(Collected data)
--*--
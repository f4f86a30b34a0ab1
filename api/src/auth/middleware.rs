use crate::auth::claims::AuthUser;
use axum::{
    body::Body,
    extract::{ConnectInfo, FromRequestParts},
    http::{Method, Request, StatusCode},
    middleware::Next,
    response::Response,
};
use axum_extra::extract::TypedHeader;
use headers::{Origin, UserAgent};
use std::net::SocketAddr;
use tracing::info;

/// Logs method, path, IP address, user ID (if authenticated), origin, and
/// user-agent for each incoming HTTP request. Skips CORS preflight
/// `OPTIONS` requests.
///
/// ### Fields Logged:
/// - `method`: HTTP method used (`GET`, `POST`, etc.)
/// - `path`: Requested URI path
/// - `ip`: Remote IP address of the client
/// - `user`: User ID if authenticated, `0` if not
/// - `origin`: Value of the `Origin` header if present
/// - `user_agent`: Value of the `User-Agent` header if present
pub async fn log_request(
    ConnectInfo(addr): ConnectInfo<SocketAddr>,
    req: Request<Body>,
    next: Next,
) -> Result<Response, StatusCode> {
    let (mut parts, body) = req.into_parts();

    // Skip logging for preflight requests
    if parts.method == Method::OPTIONS {
        let req = Request::from_parts(parts, body);
        return Ok(next.run(req).await);
    }

    // Try extracting the user ID from claims
    let user_id = AuthUser::from_request_parts(&mut parts, &())
        .await
        .ok()
        .map(|AuthUser(c)| c.sub);

    // Try extracting Origin and User-Agent headers
    let origin = TypedHeader::<Origin>::from_request_parts(&mut parts, &())
        .await
        .ok()
        .map(|TypedHeader(o)| o.to_string());

    let user_agent = TypedHeader::<UserAgent>::from_request_parts(&mut parts, &())
        .await
        .ok()
        .map(|TypedHeader(ua)| ua.to_string());

    info!(
        method = ?parts.method,
        path = %parts.uri.path(),
        ip = %addr.ip(),
        user = user_id.unwrap_or(0),
        origin = origin.unwrap_or_else(|| "unknown".into()),
        user_agent = user_agent.unwrap_or_else(|| "unknown".into()),
        "Incoming request"
    );

    let req = Request::from_parts(parts, body);
    Ok(next.run(req).await)
}
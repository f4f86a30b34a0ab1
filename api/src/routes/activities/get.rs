use axum::{
    Json,
    extract::{Query, State},
    http::StatusCode,
    response::IntoResponse,
};
use db::models::activity_log::{ActivityRecord, Model as ActivityLogModel};
use db::models::user::Role;
use serde::{Deserialize, Serialize};
use util::state::AppState;
use validator::Validate;

use crate::auth::AuthUser;
use crate::auth::guards::has_role_at_least;
use crate::response::ApiResponse;
use crate::routes::common::format_validation_errors;

const DEFAULT_LIMIT: u64 = 50;

#[derive(Debug, Deserialize, Validate)]
pub struct ListActivitiesQuery {
    pub user_id: Option<i64>,
    #[validate(range(min = 1, max = 500))]
    pub limit: Option<u64>,
}

#[derive(Debug, Serialize, Default)]
pub struct ActivitiesResponse {
    pub activities: Vec<ActivityRecord>,
}

/// GET /api/activities
///
/// The most recent activities, newest first, with the actor's name, email
/// and role denormalized onto each record. Requires manager privileges or
/// higher.
///
/// ### Query Parameters
/// - `user_id` (optional): restrict to one actor
/// - `limit` (optional): max records (default: 50, max: 500)
///
/// ### Responses
/// - `200 OK` with `{ activities }`
/// - `400 Bad Request` - Invalid query parameters
/// - `401 Unauthorized` / `403 Forbidden`
/// - `500 Internal Server Error`
pub async fn list_activities(
    State(app): State<AppState>,
    user: AuthUser,
    Query(query): Query<ListActivitiesQuery>,
) -> impl IntoResponse {
    if !has_role_at_least(&user, Role::Manager) {
        return (
            StatusCode::FORBIDDEN,
            Json(ApiResponse::<ActivitiesResponse>::error(
                "Manager (or higher) access required",
            )),
        );
    }

    if let Err(e) = query.validate() {
        return (
            StatusCode::BAD_REQUEST,
            Json(ApiResponse::<ActivitiesResponse>::error(
                format_validation_errors(&e),
            )),
        );
    }

    let limit = query.limit.unwrap_or(DEFAULT_LIMIT);
    let db = app.db();

    let result = match query.user_id {
        Some(user_id) => ActivityLogModel::by_user(db, user_id, limit).await,
        None => ActivityLogModel::recent(db, limit).await,
    };

    match result {
        Ok(activities) => (
            StatusCode::OK,
            Json(ApiResponse::success(
                ActivitiesResponse { activities },
                "Activities retrieved successfully",
            )),
        ),
        Err(e) => (
            StatusCode::INTERNAL_SERVER_ERROR,
            Json(ApiResponse::<ActivitiesResponse>::error(format!(
                "Database error: {}",
                e
            ))),
        ),
    }
}
use db::models::activity_log::ActivityRecord;
use serde::{Deserialize, Serialize};
use util::ws::ConnectionId;

/// Inbound frames on the real-time channel.
///
/// Every parsed frame becomes a typed command dispatched to
/// [`handlers::handle_command`]; frames that fail to parse are dropped and
/// the connection keeps its current state.
///
/// [`handlers::handle_command`]: crate::ws::handlers::handle_command
#[derive(Debug, Deserialize)]
#[serde(tag = "type", rename_all = "snake_case")]
pub enum WsIn {
    /// "I am user X": associates this connection with a user identity.
    UserConnected { user_id: i64 },
    /// Intentional departure; the connection itself stays open.
    UserDisconnected { user_id: i64 },
    Ping,
}

/// Outbound frames on the real-time channel.
#[derive(Debug, Serialize)]
#[serde(tag = "type", rename_all = "snake_case")]
pub enum WsOut {
    /// Sent once after the upgrade. The client echoes `connection_id` in the
    /// `X-Connection-Id` header of HTTP calls so relays can skip its socket.
    Ready { connection_id: ConnectionId },
    Pong,
    UserConnected { user_id: i64, timestamp: String },
    UserDisconnected { user_id: i64, timestamp: String },
    ActiveUsersUpdated { count: u64 },
    ActivityCreated {
        #[serde(flatten)]
        activity: ActivityRecord,
    },
}
use leptos::prelude::*;

/// Inline SVG icon by name; unknown names render an empty square
pub fn icon(name: &str) -> AnyView {
    match name {
        "users" => view! {
            <svg width="20" height="20" viewBox="0 0 24 24" fill="none" stroke="currentColor" stroke-width="2" stroke-linecap="round" stroke-linejoin="round" aria-hidden="true">
                <path d="M17 21v-2a4 4 0 0 0-4-4H7a4 4 0 0 0-4 4v2"/>
                <circle cx="9" cy="7" r="4"/>
                <path d="M23 21v-2a4 4 0 0 0-3-3.87"/>
                <path d="M16 3.13a4 4 0 0 1 0 7.75"/>
            </svg>
        }.into_any(),
        "megaphone" => view! {
            <svg width="20" height="20" viewBox="0 0 24 24" fill="none" stroke="currentColor" stroke-width="2" stroke-linecap="round" stroke-linejoin="round" aria-hidden="true">
                <path d="M3 11v2a1 1 0 0 0 1 1h3l5 4V6L7 10H4a1 1 0 0 0-1 1z"/>
                <path d="M16 8a5 5 0 0 1 0 8"/>
                <path d="M19 5a9 9 0 0 1 0 14"/>
            </svg>
        }.into_any(),
        "send" => view! {
            <svg width="20" height="20" viewBox="0 0 24 24" fill="none" stroke="currentColor" stroke-width="2" stroke-linecap="round" stroke-linejoin="round" aria-hidden="true">
                <path d="M22 2 11 13"/>
                <path d="M22 2 15 22l-4-9-9-4z"/>
            </svg>
        }.into_any(),
        "message" => view! {
            <svg width="20" height="20" viewBox="0 0 24 24" fill="none" stroke="currentColor" stroke-width="2" stroke-linecap="round" stroke-linejoin="round" aria-hidden="true">
                <path d="M21 15a2 2 0 0 1-2 2H7l-4 4V5a2 2 0 0 1 2-2h14a2 2 0 0 1 2 2z"/>
            </svg>
        }.into_any(),
        "orders" => view! {
            <svg width="20" height="20" viewBox="0 0 24 24" fill="none" stroke="currentColor" stroke-width="2" stroke-linecap="round" stroke-linejoin="round" aria-hidden="true">
                <path d="M14 2H6a2 2 0 0 0-2 2v16l4-2 4 2 4-2 4 2V8z"/>
                <path d="M14 2v6h6"/>
                <path d="M8 13h8"/>
                <path d="M8 17h5"/>
            </svg>
        }.into_any(),
        "wallet" => view! {
            <svg width="20" height="20" viewBox="0 0 24 24" fill="none" stroke="currentColor" stroke-width="2" stroke-linecap="round" stroke-linejoin="round" aria-hidden="true">
                <rect x="2" y="5" width="20" height="14" rx="2"/>
                <path d="M16 12h2"/>
                <path d="M2 9h20"/>
            </svg>
        }.into_any(),
        "plus" => view! {
            <svg width="16" height="16" viewBox="0 0 24 24" fill="none" stroke="currentColor" stroke-width="2" stroke-linecap="round" stroke-linejoin="round" aria-hidden="true">
                <path d="M12 5v14"/>
                <path d="M5 12h14"/>
            </svg>
        }.into_any(),
        "refresh" => view! {
            <svg width="16" height="16" viewBox="0 0 24 24" fill="none" stroke="currentColor" stroke-width="2" stroke-linecap="round" stroke-linejoin="round" aria-hidden="true">
                <path d="M23 4v6h-6"/>
                <path d="M20.49 15a9 9 0 1 1-2.12-9.36L23 10"/>
            </svg>
        }.into_any(),
        "x" => view! {
            <svg width="16" height="16" viewBox="0 0 24 24" fill="none" stroke="currentColor" stroke-width="2" stroke-linecap="round" stroke-linejoin="round" aria-hidden="true">
                <path d="M18 6 6 18"/>
                <path d="m6 6 12 12"/>
            </svg>
        }.into_any(),
        "chevron-left" => view! {
            <svg width="16" height="16" viewBox="0 0 24 24" fill="none" stroke="currentColor" stroke-width="2" stroke-linecap="round" stroke-linejoin="round" aria-hidden="true">
                <path d="m15 18-6-6 6-6"/>
            </svg>
        }.into_any(),
        "chevron-right" => view! {
            <svg width="16" height="16" viewBox="0 0 24 24" fill="none" stroke="currentColor" stroke-width="2" stroke-linecap="round" stroke-linejoin="round" aria-hidden="true">
                <path d="m9 18 6-6-6-6"/>
            </svg>
        }.into_any(),
        "chevrons-left" => view! {
            <svg width="16" height="16" viewBox="0 0 24 24" fill="none" stroke="currentColor" stroke-width="2" stroke-linecap="round" stroke-linejoin="round" aria-hidden="true">
                <path d="m11 17-5-5 5-5"/>
                <path d="m18 17-5-5 5-5"/>
            </svg>
        }.into_any(),
        "chevrons-right" => view! {
            <svg width="16" height="16" viewBox="0 0 24 24" fill="none" stroke="currentColor" stroke-width="2" stroke-linecap="round" stroke-linejoin="round" aria-hidden="true">
                <path d="m13 17 5-5-5-5"/>
                <path d="m6 17 5-5-5-5"/>
            </svg>
        }.into_any(),
        _ => view! {
            <svg width="16" height="16" viewBox="0 0 24 24" fill="none" stroke="currentColor" stroke-width="2" aria-hidden="true">
                <rect x="4" y="4" width="16" height="16" rx="2"/>
            </svg>
        }.into_any(),
    }
}
use crate::layout::global_context::AppGlobalContext;
use leptos::prelude::*;

#[component]
pub fn Left(children: Children) -> impl IntoView {
    let tabs_store = leptos::context::use_context::<AppGlobalContext>()
        .expect("AppGlobalContext context not found");
    let is_open = move || tabs_store.left_open.get();

    view! {
        <div data-zone="left" class="left" class:hidden=move || !is_open()>
            {children()}
        </div>
    }
}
--*--
→ **REQUIREMENT**
Look through the data above. Find each line with the string "rect" and copy it.

→ **ANSWER TO THIS TASK**
                <rect x="2" y="5" width="20" height="14" rx="2"/>
                <rect x="4" y="4" width="16" height="16" rx="2"/>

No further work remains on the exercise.